戦乙女
激痛。
痛みで、崩れ落ちそうになる――しかし、それ以上の闘志が彼女を、七瀬留美を奮い立たせていた。
長森瑞佳――。
折原浩平――。
仲間達は、次々と殺されていった。
失った痛み。それに比べれば――この程度。
鉄パイプを、握り直す。
目の前の"高槻"は、冷や汗を浮かべている。少女の思わぬ反撃に、驚愕し、畏れを抱いていた。
もはや彼女の念頭に、「乙女らしく」という概念は消え失せようとしていた。
いや、たった一つだけ「乙女」があるのかもしれない。
それは。
――ガキのくせに、生意気な……!
マスターモールドは、全身を襲う寒気と格闘していた。
ボウガンを握ろうとする手が、おぼつかない。
……そこで気が付いた。毒矢を挿入していない――これでは、鈍器にしかならない。
つくづく、自分のタイミングの悪さに苛つくばかりであった。
――恐れている?鬼ではなく、ただの女を……?くそったれ、なめやがって。殺してやる。
威勢のみだ。
実際の所、マスターモールドには全く武器が無い――ナイフは、遠くに蹴りやられた。拳銃もだ。
頼みの綱のボウガンも、矢の挿入に時間が掛かってしょうがない。
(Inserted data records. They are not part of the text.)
//! End-to-end rendering: RGBA buffer + options -> character grid.

use serde::Deserialize;

use super::bbox::{crop_to_foreground, BoundingBox};
use super::charset::GlyphSet;
use super::grayscale::{invert_rgb, quantize, to_luminance, CHANNELS};
use super::morphology::{refine, MORPH_EDGE_THRESHOLD};
use super::segment::{
    adaptive_threshold, heuristic_background, probability_mask, soft_background, SegmentParams,
};
use super::{braille, dither, edges, mapping, tone};

/// Highest preprocess strength; anything above blends fully to the original.
pub const MAX_PREPROCESS_STRENGTH: u8 = 10;

/// How background pixels are identified.
#[derive(Debug, Clone, Copy, PartialEq, Eq, Default, Deserialize)]
#[serde(rename_all = "lowercase")]
pub enum Segmentation {
    /// Near-white or transparent pixels
    #[default]
    Heuristic,
    /// Local mean threshold followed by morphological refinement
    Adaptive,
    /// Sigmoid probability (>= 0.5) followed by morphological refinement
    Soft,
}

impl Segmentation {
    pub fn name(&self) -> &'static str {
        match self {
            Segmentation::Heuristic => "heuristic",
            Segmentation::Adaptive => "adaptive",
            Segmentation::Soft => "soft",
        }
    }
}

/// Options for a single render call.
#[derive(Debug, Clone, PartialEq)]
pub struct RenderOptions {
    /// Invert RGB before any field is derived
    pub invert: bool,
    /// Glyph set; `Braille` switches to dot packing
    pub glyph_set: GlyphSet,
    /// Ramp used for regular glyph sets, darkest first
    pub glyphs: Vec<char>,
    /// Tone curve exponent, must be finite and > 0
    pub gamma: f32,
    /// Floyd-Steinberg dithering (ignored for Braille)
    pub dithering: bool,
    /// Skip cropping and render the full frame
    pub compact: bool,
    /// Posterize + median simplification
    pub preprocess: bool,
    /// 0 = fully simplified, 10 = original detail
    pub preprocess_strength: u8,
    /// Background classifier
    pub segmentation: Segmentation,
    /// Morphology passes for the adaptive and soft classifiers
    pub refine_passes: usize,
}

impl Default for RenderOptions {
    fn default() -> Self {
        Self::for_glyph_set(GlyphSet::default())
    }
}

impl RenderOptions {
    /// Defaults using the built-in ramp of `glyph_set`.
    pub fn for_glyph_set(glyph_set: GlyphSet) -> Self {
        Self {
            invert: false,
            glyph_set,
            glyphs: glyph_set.glyphs().to_vec(),
            gamma: 1.0,
            dithering: false,
            compact: false,
            preprocess: false,
            preprocess_strength: 5,
            segmentation: Segmentation::default(),
            refine_passes: 1,
        }
    }

    /// Posterize levels used by the preprocess stage.
    pub fn posterize_levels(&self) -> u8 {
        if self.compact {
            2
        } else {
            3
        }
    }

    fn validate(&self) -> Result<(), RenderError> {
        if !self.gamma.is_finite() || self.gamma <= 0.0 {
            return Err(RenderError::InvalidGamma(self.gamma));
        }
        Ok(())
    }
}

/// Errors returned by [`render`].
#[derive(Debug, Clone, PartialEq, thiserror::Error)]
pub enum RenderError {
    #[error("image has no pixels ({width}x{height})")]
    EmptyImage { width: usize, height: usize },

    #[error("pixel buffer holds {actual} bytes, expected {expected}")]
    BufferSize { expected: usize, actual: usize },

    #[error("gamma must be finite and positive, got {0}")]
    InvalidGamma(f32),

    #[error("render worker is no longer running")]
    WorkerGone,
}

/// Rendered text, one entry per output row.
#[derive(Debug, Clone, PartialEq, Eq, Default)]
pub struct CharacterGrid {
    rows: Vec<String>,
}

impl CharacterGrid {
    pub fn new(rows: Vec<String>) -> Self {
        Self { rows }
    }

    pub fn rows(&self) -> &[String] {
        &self.rows
    }

    /// Number of rows.
    pub fn height(&self) -> usize {
        self.rows.len()
    }

    /// Characters in the widest row.
    pub fn width(&self) -> usize {
        self.rows.iter().map(|r| r.chars().count()).max().unwrap_or(0)
    }

    /// Rows joined by `\n`, with no trailing newline.
    pub fn into_text(self) -> String {
        self.rows.join("\n")
    }
}

impl std::fmt::Display for CharacterGrid {
    fn fmt(&self, f: &mut std::fmt::Formatter<'_>) -> std::fmt::Result {
        for (i, row) in self.rows.iter().enumerate() {
            if i > 0 {
                f.write_str("\n")?;
            }
            f.write_str(row)?;
        }
        Ok(())
    }
}

/// Classify background pixels for the working buffer.
fn classify(
    pixels: &[u8],
    luminance: &[f32],
    width: usize,
    height: usize,
    options: &RenderOptions,
) -> Vec<bool> {
    if options.segmentation == Segmentation::Heuristic {
        return heuristic_background(pixels);
    }

    let gradient = edges::gradient_magnitude(luminance, width, height);
    let params = SegmentParams::default();
    let raw = match options.segmentation {
        Segmentation::Adaptive => adaptive_threshold(luminance, &gradient, width, height, &params),
        _ => probability_mask(&soft_background(luminance, &gradient, width, height, &params)),
    };

    refine(
        &raw,
        &gradient,
        width,
        height,
        options.refine_passes,
        MORPH_EDGE_THRESHOLD,
    )
}

fn check_input(pixels: &[u8], width: usize, height: usize) -> Result<(), RenderError> {
    if width == 0 || height == 0 {
        return Err(RenderError::EmptyImage { width, height });
    }
    let expected = width
        .checked_mul(height)
        .and_then(|n| n.checked_mul(CHANNELS))
        .unwrap_or(usize::MAX);
    if pixels.len() != expected {
        return Err(RenderError::BufferSize {
            expected,
            actual: pixels.len(),
        });
    }
    Ok(())
}

/// Invert if requested, then derive the luminance field and background mask.
fn segment(
    pixels: &[u8],
    width: usize,
    height: usize,
    options: &RenderOptions,
) -> (Vec<f32>, Vec<bool>) {
    let mut working = pixels.to_vec();
    if options.invert {
        invert_rgb(&mut working);
    }
    let luminance = to_luminance(&working);
    let background = classify(&working, &luminance, width, height, options);
    (luminance, background)
}

/// Render an RGBA buffer to a character grid.
///
/// The caller decides the output size by rasterizing to `width × height`
/// beforehand: each pixel becomes one glyph, or each 2x4 block one braille
/// character.
///
/// # Arguments
/// * `pixels` - RGBA bytes, row-major, `width * height * 4` long
/// * `width`, `height` - Image dimensions, both non-zero
/// * `options` - Render options
///
/// # Errors
/// Fails before allocating anything if a dimension is zero, and on a buffer
/// length mismatch or an invalid gamma.
pub fn render(
    pixels: &[u8],
    width: usize,
    height: usize,
    options: &RenderOptions,
) -> Result<CharacterGrid, RenderError> {
    check_input(pixels, width, height)?;
    options.validate()?;

    let (luminance, background) = segment(pixels, width, height, options);
    let bbox = crop_to_foreground(&background, width, height, options.compact);
    log::debug!(
        "render {}x{} set={} segmentation={} bbox={:?}",
        width,
        height,
        options.glyph_set,
        options.segmentation.name(),
        bbox
    );

    let mut gray = quantize(&luminance);
    tone::apply_lut(&mut gray, &tone::gamma_lut(options.gamma));
    if options.preprocess {
        gray = tone::preprocess(
            &gray,
            width,
            height,
            options.posterize_levels(),
            options.preprocess_strength.min(MAX_PREPROCESS_STRENGTH),
        );
    }

    if options.glyph_set.is_braille() {
        return Ok(CharacterGrid::new(braille::pack_rows(
            &gray, width, height, bbox,
        )));
    }

    if options.dithering {
        gray = dither::floyd_steinberg(&gray, &background, width, height, options.glyphs.len());
    }
    if options.glyphs.is_empty() {
        log::debug!("empty glyph ramp, rendering blanks");
    }

    Ok(CharacterGrid::new(mapping::map_to_rows(
        &gray,
        &background,
        width,
        bbox,
        &options.glyphs,
    )))
}

/// Render straight to newline-joined text.
pub fn render_text(
    pixels: &[u8],
    width: usize,
    height: usize,
    options: &RenderOptions,
) -> Result<String, RenderError> {
    render(pixels, width, height, options).map(CharacterGrid::into_text)
}

/// Region a render would emit, before braille alignment.
pub fn bounding_box(
    pixels: &[u8],
    width: usize,
    height: usize,
    options: &RenderOptions,
) -> Result<BoundingBox, RenderError> {
    check_input(pixels, width, height)?;
    let (_, background) = segment(pixels, width, height, options);
    Ok(crop_to_foreground(&background, width, height, options.compact))
}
多分、その間に、頭を砕かれる。
じりじりと後退していく――ますます、武器が離れていく。
しかしそこで。
視界の内に、ゆっくりと身を起こす鬼の姿が見えた――
――馬鹿な!?確かに当たった筈……!
その一瞬の狼狽を、七瀬は見逃さなかった。間合いを詰め、素早く頭部への打撃を繰り出す。
女子供の一撃だ――。たった一撃では死なない。だが、鉄パイプだ。身を屈め、やり過ごす。
そこに目に入る、相手の足の怪我。
マスターモールドの口端が――にぃ、と笑みの形を象った。
無理矢理な体制からの蹴り。それは、的確に七瀬の傷口を抉った。
「あぐぁっ!」
これには、七瀬も崩れ落ちた。
――チャンス。今なら、脇を通り抜ける事が出来る。
鬼の声。女の脇を通り抜けた――銃までどれくらいだ?そう遠くまでは飛んでいない筈……。
拳銃。己の希望。
それを掴むべく、マスターモールドは走った。
だが。
次の瞬間。耳に届く、怒号。
そして、空を切る音。
がすっ!
自分の頭が叩かれる音――マスターモールドは、何故か、それが遠くから聞こえてくるような錯覚に囚われた。
「あぐぁっ!」
思わず、声が出た。撃たれた傷が、衝撃で、血を吹き出す。今度こそ崩れ落ちた。
前を睨み付ける。"高槻"が、笑っている――。
それは、七瀬の、底知れぬ怒りと闘志を燃え上がらせた。
――弱点狙って叩くなんて……
「こんの……っ、ゲスがぁぁぁっ!」
およそ乙女とは似つかわしくない台詞。
それと同時に、立ち上がりつつ、身体の捻りを加えた鉄パイプの一撃を"高槻"の後頭部にお見舞いした。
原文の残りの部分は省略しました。